Money (2017) de Gela Babluani
Remarqué avec son film "13 Tzameti" (2006) (dont il a fait un auto-remake plus hollywoodien avec "13" en 2013), le réalisateur géorgien Gela Babluani revient en France (il vit en France depuis 1996 tout de même) pour un thriller noir après avoir co-réalisé avec son père Temur Babluani le film "L'Héritage" (2006). La première chose qui frappe c'est que pour ce film il ne semble pas avoir eu le soutien financier nécessaire et ce, malgré un casting plutôt riche. En effet, la pauvreté des décors (même le "château" du ministre est bien triste) et les rares lieux sentent bon le tournage à minima.
Le casting, lui, est plutôt sympa avec dans les rôles principaux un trio plutôt hétéroclyte avec George Babluani (frère du réalisateur), Vincent Rottiers (omniprésent, et déjà en salle dans "Espèces Menacées") et l'inconnue Charlotte Van Bervesselès. A leurs côtés, outre les stars Benoit Magimel et Anouk Grinberg (pas vue depuis la comédie "Sea no Sex and Sun" en 2012 de Christophe Turpin), il y a une faune appréciable de "gueules" du cinéma français avec Louis-Do De Lencquesaing (dont la fille Alice joue également dans "Espèces Menacées"), Olivier Rabourdin, Jean-Michel Correia et Feodor Atkine. Si le manque de moyen est flagrant ça n'est pas obligatoirement un mal. On se retrouve immergé dans un univers crasseux, fataliste et d'un réalisme social qui donne un style âpre et sans concession voire clinique et viscéral. Ou comment trois loosers braquent un homme riche sans savoir qui il est et donc sans connaitre à l'avance à qui est le pognon. En une seule nuit les destins des protagonistes vont littéralement prendre un tournant qu'aucun n'avait envisagé. Entre hommes de pouvoirs, caïds, parrains, sbires et loosers, l'intrigue va les réunir de près ou de loin dans une descente aux enfers. Malheureusement le manque de moyens, si il n'est pas un véritable soucis de fond, se ressent malgré tout et on y pense pendant la séance ce qui n'est pas agréable. Le cinéaste doit pouvoir faire oublier ce manque de moyens.
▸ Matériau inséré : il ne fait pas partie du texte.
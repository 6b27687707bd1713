//! Status filters and the task summary line.

use std::fmt;
use std::str::FromStr;

use serde::{Deserialize, Serialize};

use crate::error::Error;
use crate::task::Task;

#[derive(Debug, Clone, Copy, PartialEq, Eq, Default, Serialize, Deserialize)]
#[serde(rename_all = "snake_case")]
pub enum FilterMode {
    #[default]
    All,
    Active,
    Completed,
}

impl FilterMode {
    pub fn as_str(&self) -> &'static str {
        match self {
            FilterMode::All => "all",
            FilterMode::Active => "active",
            FilterMode::Completed => "completed",
        }
    }

    pub fn matches(&self, task: &Task) -> bool {
        match self {
            FilterMode::All => true,
            FilterMode::Active => !task.completed,
            FilterMode::Completed => task.completed,
        }
    }

    /// Text shown when the filtered view is empty
    pub fn empty_message(&self) -> &'static str {
        match self {
            FilterMode::All => "No tasks yet!",
            FilterMode::Active => "No active tasks!",
            FilterMode::Completed => "No completed tasks!",
        }
    }
}

impl fmt::Display for FilterMode {
    fn fmt(&self, f: &mut fmt::Formatter<'_>) -> fmt::Result {
        f.write_str(self.as_str())
    }
}

impl FromStr for FilterMode {
    type Err = Error;

    fn from_str(raw: &str) -> Result<Self, Self::Err> {
        match raw.trim().to_ascii_lowercase().as_str() {
            "all" => Ok(FilterMode::All),
            "active" => Ok(FilterMode::Active),
            "completed" => Ok(FilterMode::Completed),
            other => Err(Error::InvalidArgument(format!(
                "unknown filter '{other}' (expected all, active or completed)"
            ))),
        }
    }
}

/// Tasks matching `mode`, in store order
pub fn filter(tasks: &[Task], mode: FilterMode) -> Vec<&Task> {
    tasks.iter().filter(|task| mode.matches(task)).collect()
}

#[derive(Debug, Clone, Copy, PartialEq, Eq, Serialize)]
pub struct Summary {
    pub active: usize,
    pub total: usize,
}

pub fn count(tasks: &[Task]) -> Summary {
    Summary {
        active: tasks.iter().filter(|task| !task.completed).count(),
        total: tasks.len(),
    }
}

impl fmt::Display for Summary {
    fn fmt(&self, f: &mut fmt::Formatter<'_>) -> fmt::Result {
        if self.total == 0 {
            f.write_str("No tasks")
        } else if self.active == 0 {
            f.write_str("All tasks completed!")
        } else {
            write!(f, "{} of {} tasks remaining", self.active, self.total)
        }
    }
}
//! File locking and atomic writes for the task data directory
//!
//! A long-running `watch` host and short-lived commands may touch the same
//! key files. Every write goes through temp file + rename while holding an
//! `fs2` advisory lock on a sibling `<file>.lock`, and reads take the same
//! lock so they never observe a half-written value.

use std::fs::{self, File, OpenOptions};
use std::io::{self, Write};
use std::path::{Path, PathBuf};
use std::time::{Duration, Instant};

use fs2::FileExt;

use crate::error::{Error, Result};

/// Default lock timeout in milliseconds
pub const DEFAULT_LOCK_TIMEOUT_MS: u64 = 5000;

const LOCK_RETRY_INTERVAL_MS: u64 = 25;

fn is_lock_contended(err: &io::Error) -> bool {
    if err.kind() == io::ErrorKind::WouldBlock {
        return true;
    }

    // Windows reports sharing/lock violations as raw OS errors 32 and 33.
    #[cfg(windows)]
    {
        matches!(err.raw_os_error(), Some(32) | Some(33))
    }
    #[cfg(not(windows))]
    {
        false
    }
}

fn open_lock_file(path: &Path) -> Result<File> {
    if let Some(parent) = path.parent() {
        fs::create_dir_all(parent)?;
    }
    Ok(OpenOptions::new()
        .read(true)
        .write(true)
        .create(true)
        .truncate(false)
        .open(path)?)
}

/// Exclusive lock guard, released on drop
pub struct FileLock {
    file: File,
}

impl FileLock {
    /// Acquire an exclusive lock, waiting up to `timeout_ms`.
    ///
    /// The lock file is created if missing.
    pub fn acquire(path: impl AsRef<Path>, timeout_ms: u64) -> Result<Self> {
        let path = path.as_ref();
        let file = open_lock_file(path)?;

        let deadline = Instant::now() + Duration::from_millis(timeout_ms);
        loop {
            match file.try_lock_exclusive() {
                Ok(()) => return Ok(FileLock { file }),
                Err(e) if is_lock_contended(&e) => {
                    if Instant::now() >= deadline {
                        return Err(Error::LockFailed(path.to_path_buf()));
                    }
                    std::thread::sleep(Duration::from_millis(LOCK_RETRY_INTERVAL_MS));
                }
                Err(e) => return Err(Error::Io(e)),
            }
        }
    }
}

impl Drop for FileLock {
    fn drop(&mut self) {
        let _ = self.file.unlock();
    }
}

/// Lock file guarding `path`
pub fn lock_path_for(path: &Path) -> PathBuf {
    PathBuf::from(format!("{}.lock", path.display()))
}

/// Write `data` to `path` via a temp file in the same directory and a rename.
///
/// The temp name only carries the pid, so callers must hold the path's lock;
/// see [`write_atomic_locked`].
fn write_atomic(path: impl AsRef<Path>, data: &[u8]) -> Result<()> {
    let path = path.as_ref();
    if let Some(parent) = path.parent() {
        fs::create_dir_all(parent)?;
    }

    let file_name = path
        .file_name()
        .map(|name| name.to_string_lossy().into_owned())
        .ok_or_else(|| Error::InvalidArgument(format!("not a file path: {}", path.display())))?;
    let temp_path = path.with_file_name(format!(".{file_name}.tmp.{}", std::process::id()));

    let mut temp_file = File::create(&temp_path)?;
    temp_file.write_all(data)?;
    temp_file.sync_all()?;
    drop(temp_file);

    fs::rename(&temp_path, path)?;
    Ok(())
}

/// Atomic write while holding `<path>.lock`
pub fn write_atomic_locked(path: impl AsRef<Path>, data: &[u8], timeout_ms: u64) -> Result<()> {
    let path = path.as_ref();
    let _lock = FileLock::acquire(lock_path_for(path), timeout_ms)?;
    write_atomic(path, data)
}

/// Read a UTF-8 file while holding `<path>.lock`. A missing file reads as `None`.
pub fn read_locked_str(path: impl AsRef<Path>, timeout_ms: u64) -> Result<Option<String>> {
    let path = path.as_ref();
    let _lock = FileLock::acquire(lock_path_for(path), timeout_ms)?;

    match fs::read(path) {
        Ok(data) => String::from_utf8(data)
            .map(Some)
            .map_err(|e| Error::CorruptRecord(format!("{} is not UTF-8: {e}", path.display()))),
        Err(e) if e.kind() == io::ErrorKind::NotFound => Ok(None),
        Err(e) => Err(Error::Io(e)),
    }
}

#[cfg(test)]
mod tests {
    use super::*;
    use std::sync::{Arc, Barrier};
    use std::thread;
    use tempfile::TempDir;

    #[test]
    fn lock_is_exclusive_until_dropped() {
        let temp_dir = TempDir::new().unwrap();
        let lock_path = temp_dir.path().join("todoTasks.lock");

        let held = FileLock::acquire(&lock_path, 1000).unwrap();
        let result = FileLock::acquire(&lock_path, 50);
        assert!(matches!(result, Err(Error::LockFailed(_))));

        drop(held);
        assert!(FileLock::acquire(&lock_path, 50).is_ok());
    }

    #[test]
    fn atomic_write_replaces_and_leaves_no_temp_files() {
        let temp_dir = TempDir::new().unwrap();
        let path = temp_dir.path().join("todoTaskIdCounter");

        write_atomic(&path, b"4").unwrap();
        write_atomic(&path, b"5").unwrap();

        assert_eq!(fs::read_to_string(&path).unwrap(), "5");
        let names: Vec<_> = fs::read_dir(temp_dir.path())
            .unwrap()
            .map(|entry| entry.unwrap().file_name().to_string_lossy().into_owned())
            .collect();
        assert_eq!(names, ["todoTaskIdCounter"]);
    }

    #[test]
    fn locked_read_of_missing_file_is_none() {
        let temp_dir = TempDir::new().unwrap();
        let path = temp_dir.path().join("todoTasks");
        assert_eq!(read_locked_str(&path, 1000).unwrap(), None);

        write_atomic_locked(&path, b"[]", 1000).unwrap();
        assert_eq!(read_locked_str(&path, 1000).unwrap().as_deref(), Some("[]"));
    }

    #[test]
    fn concurrent_locked_writes_keep_one_whole_payload() {
        let temp_dir = TempDir::new().unwrap();
        let path = temp_dir.path().join("todoTasks");

        let writers = 6;
        let barrier = Arc::new(Barrier::new(writers));
        let mut expected = Vec::with_capacity(writers);
        let mut handles = Vec::with_capacity(writers);
        for idx in 0..writers {
            let barrier = Arc::clone(&barrier);
            let path = path.clone();
            let payload = format!("[{{\"id\":{idx},\"text\":\"{}\"}}]", "x".repeat(80));
            expected.push(payload.clone());
            handles.push(thread::spawn(move || {
                barrier.wait();
                write_atomic_locked(&path, payload.as_bytes(), 2000).unwrap();
            }));
        }
        for handle in handles {
            handle.join().unwrap();
        }

        let contents = fs::read_to_string(&path).unwrap();
        assert!(expected.contains(&contents));
    }
}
Ensuite les personnages restent très caricaturaux, le trio cliché (une femme, un grande gueule et fonceur, l'autre plus calme), le politicien qui aime rappeler qui il est, le tueur à gage classe et de sang froid, le sbire costaud et tatoué, la maman aimante mais désemparée... etc... Qui sont heureusement contre-balancés.
D'abord par des acteurs excellents et investis, à l'exception peut-être de la jeune Charlotte Van Bervesselès trop scolaire, manquant de naturel - et pour l'anecdote un Vincent Rottiers qui a semble-t-il trop pris son rôle à cœur avec une garde à vue pendant le tournage pour tapages nocturnes et dégradations ! Puis surtout par un scénario qui offre des rebondissements efficaces dont quelques uns qui restent de vrais choix inattendus. Dans une mise en scène toujours en mouvement mais pas clippesque (non sur-découpé ni tremblotant), Gela Babluani signe un polar sombre où honneur et amitié font face au fric et au pouvoir, dans un film qui gagne aussi à ne pas faire dans la morale facile même si "L'Argent ne fait pas le bonheur"... Un polar un peu trop froid (dans tous les sens du terme, autant dans le fond que dans la forme) mais qui colle également assez bien à cette histoire glauque et pessimiste à souhait. Loin d'être parfait ça reste un film d'une noirceur qui ne peut pas laisser indifférent.